▸ DATA TO USE:
//! Order dispatcher: turns a resolved (mode, target, selection) into missions.
//!
//! Orders never fail loudly. A refused mission is logged and, for throws and
//! teleports, reported back as [`OrderOutcome::Refused`] so the caller can
//! start the action-impossible cooldown.

use battle_core::{
    BattleError, BodyPart, BodyState, CommandError, Facing, Hand, ItemKind, MoveOrder, Priming,
    PsiStatus, Simulation, TilePos, TriggerKind, UnitId, WeaponStatus,
};
use tracing::{Level, debug, error, warn};

use crate::error::log_level;
use crate::mode::InteractionMode;
use crate::selection::SelectionSet;

/// What the view has to do after an order.
#[derive(Clone, Copy, Debug, PartialEq, Eq)]
pub enum OrderOutcome {
    /// Nothing changes on the view side.
    Done,
    /// Enter an aiming mode.
    Enter(InteractionMode),
    /// The aiming mode served its purpose; return to `Normal`.
    Completed,
    /// Refused throw or teleport; show the blocked cursor for a while.
    Refused,
    /// Show the priming panel for an unprimed grenade.
    OpenPriming { hand: Hand, trigger: TriggerKind },
    /// Show the psi panel for a mind bender.
    OpenPsi { hand: Hand },
}

/// Offset between the current facing and the facing towards `to`, in
/// octants, within `-3..=4`.
pub fn facing_delta(current: Facing, from: TilePos, to: TilePos) -> i32 {
    let wanted = Facing::new((to.x - from.x).signum() as i8, (to.y - from.y).signum() as i8);
    match (current.octant(), wanted.octant()) {
        (Some(current), Some(wanted)) => {
            let delta = (i32::from(wanted) - i32::from(current)).rem_euclid(8);
            if delta > 4 { delta - 8 } else { delta }
        }
        _ => 0,
    }
}

/// Issues missions for the current selection.
pub struct Orders<'a, S: ?Sized> {
    sim: &'a mut S,
    selection: &'a SelectionSet,
}

impl<'a, S> Orders<'a, S>
where
    S: Simulation + ?Sized,
{
    pub fn new(sim: &'a mut S, selection: &'a SelectionSet) -> Self {
        Self { sim, selection }
    }

    fn front(&self) -> Option<UnitId> {
        self.selection.front()
    }

    /// Move every selected unit, or the group as a whole when `group_move` is
    /// on. Units leaving through an exit do not wait for blockers.
    pub fn move_to(&mut self, target: TilePos, strafe: bool, demand_give_way: bool, group_move: bool) {
        let Some(front) = self.front().and_then(|id| self.sim.unit(id)) else {
            return;
        };

        let run_away = self.sim.has_exit(target);
        let facing_delta = if strafe {
            facing_delta(front.facing, front.tile, target)
        } else {
            0
        };
        let order = MoveOrder {
            target,
            facing_delta,
            demand_give_way,
            impatient: false,
        };

        if group_move && self.selection.len() > 1 && !run_away {
            match self.sim.group_move(self.selection.as_slice(), order) {
                Ok(()) => debug!(target: "orders", units = self.selection.len(), %target, "group move issued"),
                Err(err) => refused(&err, self.selection.front(), "group move"),
            }
            return;
        }

        let order = MoveOrder {
            impatient: run_away,
            ..order
        };
        for unit in self.selection.iter() {
            match self.sim.move_to(unit, order) {
                Ok(()) => debug!(target: "orders", %unit, %target, "going to location"),
                Err(err) => refused(&err, Some(unit), "move"),
            }
        }
    }

    pub fn turn(&mut self, target: TilePos) {
        for unit in self.selection.iter() {
            match self.sim.turn_to(unit, target) {
                Ok(()) => debug!(target: "orders", %unit, %target, "turning to face location"),
                Err(err) => refused(&err, Some(unit), "turn"),
            }
        }
    }

    pub fn throw(&mut self, target: TilePos, hand: Hand) -> OrderOutcome {
        let Some(unit) = self.front() else {
            return OrderOutcome::Done;
        };
        if self.sim.hand_item(unit, hand).is_none() {
            return OrderOutcome::Done;
        }
        match self.sim.throw_item(unit, hand, target) {
            Ok(()) => {
                debug!(target: "orders", %unit, %hand, %target, "throwing item");
                OrderOutcome::Completed
            }
            Err(err) => {
                refused(&err, Some(unit), "throw");
                OrderOutcome::Refused
            }
        }
    }

    /// Use the item in `hand`. `automatic` skips interactive steps such as the
    /// priming panel; items without an automatic use ignore it.
    pub fn use_item(&mut self, hand: Hand, automatic: bool) -> OrderOutcome {
        let Some(unit) = self.front() else {
            return OrderOutcome::Done;
        };
        let Some(item) = self.sim.hand_item(unit, hand) else {
            return OrderOutcome::Done;
        };

        match item.kind {
            ItemKind::Weapon => {
                if !item.can_fire || automatic {
                    return OrderOutcome::Done;
                }
                OrderOutcome::Enter(InteractionMode::fire(hand))
            }
            ItemKind::Grenade if automatic => {
                if !item.primed {
                    if let Err(err) = self.sim.prime_item(unit, hand, Priming::Default) {
                        refused(&err, Some(unit), "priming");
                        return OrderOutcome::Done;
                    }
                }
                OrderOutcome::Enter(InteractionMode::throw(hand))
            }
            ItemKind::Grenade if item.primed => OrderOutcome::Done,
            ItemKind::Grenade => OrderOutcome::OpenPriming {
                hand,
                trigger: item.trigger,
            },
            ItemKind::MindBender => OrderOutcome::OpenPsi { hand },
            ItemKind::Teleporter => OrderOutcome::Enter(InteractionMode::teleport(hand)),
            ItemKind::MotionScanner | ItemKind::MediKit if automatic => OrderOutcome::Done,
            kind @ (ItemKind::MotionScanner | ItemKind::MediKit) => {
                self.activate(unit, hand, kind);
                OrderOutcome::Done
            }
            kind if kind.is_single_shot_use() => {
                self.activate(unit, hand, kind);
                OrderOutcome::Done
            }
            _ => OrderOutcome::Done,
        }
    }

    fn activate(&mut self, unit: UnitId, hand: Hand, kind: ItemKind) {
        match self.sim.use_item(unit, hand) {
            Ok(()) => debug!(target: "orders", %unit, %kind, "item used"),
            Err(err) => refused(&err, Some(unit), "item use"),
        }
    }

    /// Drop what `hand` holds, or pick up the first floor item into it.
    pub fn drop_or_pick_up(&mut self, hand: Hand, pickup_cost: i32) {
        let Some(unit) = self.front().and_then(|id| self.sim.unit(id)) else {
            return;
        };
        if !unit.has_inventory {
            return;
        }

        if self.sim.hand_item(unit.id, hand).is_some() {
            match self.sim.drop_item(unit.id, hand) {
                Ok(()) => debug!(target: "orders", unit = %unit.id, %hand, "dropping item"),
                Err(err) => refused(&err, Some(unit.id), "drop"),
            }
            return;
        }

        let Some(item) = self.sim.floor_items(unit.tile).first().copied() else {
            return;
        };
        if self.sim.spend_time_units(unit.id, pickup_cost).is_err() {
            return;
        }
        if let Err(err) = self.sim.pick_up(unit.id, item, hand) {
            refused(&err, Some(unit.id), "pick up");
        }
    }

    /// Every selected unit attacks a tile.
    pub fn fire_at_tile(&mut self, target: TilePos, status: WeaponStatus, modified: bool) {
        for unit in self.selection.iter() {
            if let Err(err) = self.sim.attack_tile(unit, target, status, modified) {
                warn!(target: "orders", %unit, %err, "insufficient TU to fire");
            }
        }
    }

    /// Attack a unit: both-hands fire involves the whole selection, a single
    /// hand only the front unit. Without a line of fire the shot goes at the
    /// target's tile when `forced`, otherwise the player is told.
    pub fn fire_at_unit(&mut self, target: UnitId, status: WeaponStatus, forced: bool) {
        if self.selection.is_empty() {
            return;
        }
        let Some(target_tile) = self.sim.unit(target).map(|u| u.tile) else {
            return;
        };

        let shooters: Vec<UnitId> = if status == WeaponStatus::FiringBothHands {
            self.selection.iter().collect()
        } else {
            self.front().into_iter().collect()
        };

        let mut no_line_of_fire = false;
        for shooter in shooters {
            let result = if self.sim.has_line_to_unit(shooter, target) {
                self.sim.attack_unit(shooter, target, status)
            } else if forced {
                self.sim.attack_tile(shooter, target_tile, status, false)
            } else {
                no_line_of_fire = true;
                continue;
            };
            if let Err(err) = result {
                warn!(target: "orders", unit = %shooter, %err, "insufficient TU to fire");
            }
        }
        if no_line_of_fire {
            self.sim.notify_no_line_of_fire(target);
        }
    }

    /// Real-time only: redirect auto-engagement of every selected unit.
    pub fn focus(&mut self, target: UnitId) {
        for unit in self.selection.iter() {
            if let Err(err) = self.sim.set_focus(unit, target) {
                refused(&err, Some(unit), "focus");
            }
        }
    }

    pub fn cancel_psi(&mut self) {
        if let Some(unit) = self.front() {
            self.sim.stop_psi(unit);
        }
    }

    pub fn psi_attack(&mut self, target: UnitId, status: PsiStatus, hand: Hand) -> OrderOutcome {
        let Some(unit) = self.front() else {
            return OrderOutcome::Done;
        };
        let Some(item) = self
            .sim
            .hand_item(unit, hand)
            .filter(|item| item.kind == ItemKind::MindBender)
        else {
            debug!(target: "orders", %unit, %hand, "psi attack without a mind bender");
            return OrderOutcome::Done;
        };
        match self.sim.psi_attack(unit, target, status, item.type_id) {
            Ok(()) => {
                debug!(target: "orders", %unit, %target, %status, "psi attack started");
                OrderOutcome::Completed
            }
            Err(err) => {
                refused(&err, Some(unit), "psi attack");
                OrderOutcome::Done
            }
        }
    }

    /// Teleport the front unit. In debug mode a unit without a teleporter is
    /// handed one first.
    pub fn teleport(&mut self, target: TilePos, hand: Hand, debug_mode: bool) -> OrderOutcome {
        let Some(unit) = self.front() else {
            return OrderOutcome::Done;
        };
        let has_teleporter = self
            .sim
            .hand_item(unit, hand)
            .is_some_and(|item| item.kind == ItemKind::Teleporter);
        if !has_teleporter {
            if !debug_mode {
                warn!(target: "orders", %unit, %hand, "no teleporter in hand");
                return OrderOutcome::Refused;
            }
            warn!(target: "orders", %unit, "using teleporter cheat");
            self.sim.grant_teleporter(unit, hand);
        }
        match self.sim.teleport(unit, hand, target) {
            Ok(()) => {
                debug!(target: "orders", %unit, %hand, %target, "teleported");
                OrderOutcome::Completed
            }
            Err(err) => {
                warn!(target: "orders", %unit, %hand, %err, "could not teleport");
                OrderOutcome::Refused
            }
        }
    }

    pub fn heal(&mut self, part: BodyPart) {
        let Some(unit) = self.front() else {
            return;
        };
        if let Err(err) = self.sim.use_medikit(unit, part) {
            refused(&err, Some(unit), "medikit");
        }
    }

    pub fn jump(&mut self, target: TilePos) {
        if let Some(unit) = self.front() {
            self.sim.jump(unit, target, BodyState::Standing);
        }
    }
}

/// Logs a mission the simulation turned down, louder the less expected it is.
pub(crate) fn refused(err: &CommandError, unit: Option<UnitId>, order: &'static str) {
    let code = err.error_code();
    let level = log_level(err);
    if level == Level::ERROR {
        error!(target: "orders", ?unit, order, code, %err, "order refused");
    } else if level == Level::WARN {
        warn!(target: "orders", ?unit, order, code, %err, "order refused");
    } else {
        debug!(target: "orders", ?unit, order, code, %err, "order refused");
    }
}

▸ WHAT THE EXERCISE ASKS: Working from the listing above, pick out every line that has "panel" and copy it.

▸ OUTPUT:
    /// Show the priming panel for an unprimed grenade.
    /// Show the psi panel for a mind bender.
    /// priming panel; items without an automatic use ignore it.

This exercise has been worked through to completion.